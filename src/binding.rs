use crate::collector::PerSliceSegments;
use crate::session::InstanceReference;

/// A referenced source image and whatever geometric metadata resolved for
/// it. Absent fields are only fatal where the target format needs them.
#[derive(Clone, Debug, Default)]
pub struct ReferencedImage {
    pub id: String,
    pub position: Option<[f64; 3]>,
    pub orientation: Option<[f64; 6]>,
    pub pixel_spacing: Option<[f64; 2]>,
    pub reference: Option<InstanceReference>,
}

/// One output slice: label data paired with its source image, at its
/// final position in the resolved spatial order.
#[derive(Clone, Debug)]
pub struct OrderedBinding<'a> {
    pub per_slice: PerSliceSegments<'a>,
    pub image: ReferencedImage,
}

/// Apply the resolver's global `reverse` flag and pair every label slice
/// with its referenced image.
///
/// Slices and images are zipped index-aligned first and only then
/// reversed, as whole pairs, so the two sequences cannot come apart. The
/// output has exactly one binding per input slice.
pub fn bind<'a>(
    per_slice: Vec<PerSliceSegments<'a>>,
    images: Vec<ReferencedImage>,
    reverse: bool,
) -> Vec<OrderedBinding<'a>> {
    debug_assert_eq!(per_slice.len(), images.len());
    let mut bindings: Vec<OrderedBinding<'a>> = per_slice
        .into_iter()
        .zip(images)
        .map(|(per_slice, image)| OrderedBinding { per_slice, image })
        .collect();
    if reverse {
        bindings.reverse();
    }
    bindings
}

#[cfg(test)]
mod tests {
    use super::*;
    use crate::collector;
    use crate::volume::{LabelSlice, LabelVolume};

    fn volume(count: usize) -> LabelVolume {
        let slices = (0..count)
            .map(|i| LabelSlice::new(vec![i as u16], 1, 1, format!("img-{i}")).unwrap())
            .collect();
        LabelVolume::new(slices).unwrap()
    }

    fn images(count: usize) -> Vec<ReferencedImage> {
        (0..count)
            .map(|i| ReferencedImage {
                id: format!("img-{i}"),
                ..ReferencedImage::default()
            })
            .collect()
    }

    #[test]
    fn keeps_order_when_not_reversed() {
        let volume = volume(3);
        let bindings = bind(collector::collect(&volume), images(3), false);
        let ids: Vec<_> = bindings.iter().map(|b| b.image.id.as_str()).collect();
        assert_eq!(ids, ["img-0", "img-1", "img-2"]);
    }

    #[test]
    fn reverses_pairs_atomically() {
        let volume = volume(3);
        let bindings = bind(collector::collect(&volume), images(3), true);
        let ids: Vec<_> = bindings.iter().map(|b| b.image.id.as_str()).collect();
        assert_eq!(ids, ["img-2", "img-1", "img-0"]);
        for binding in &bindings {
            assert_eq!(binding.per_slice.slice.referenced_image_id(), binding.image.id);
        }
    }

    #[test]
    fn output_length_matches_input() {
        let volume = volume(5);
        assert_eq!(bind(collector::collect(&volume), images(5), true).len(), 5);
    }
}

=== EXERCISE OBJECTIVE ===
Which of the lines above mention the word "OrderedBinding"? Pull those lines out.

=== EXERCISE SOLUTION ===
pub struct OrderedBinding<'a> {
) -> Vec<OrderedBinding<'a>> {
    let mut bindings: Vec<OrderedBinding<'a>> = per_slice
        .map(|(per_slice, image)| OrderedBinding { per_slice, image })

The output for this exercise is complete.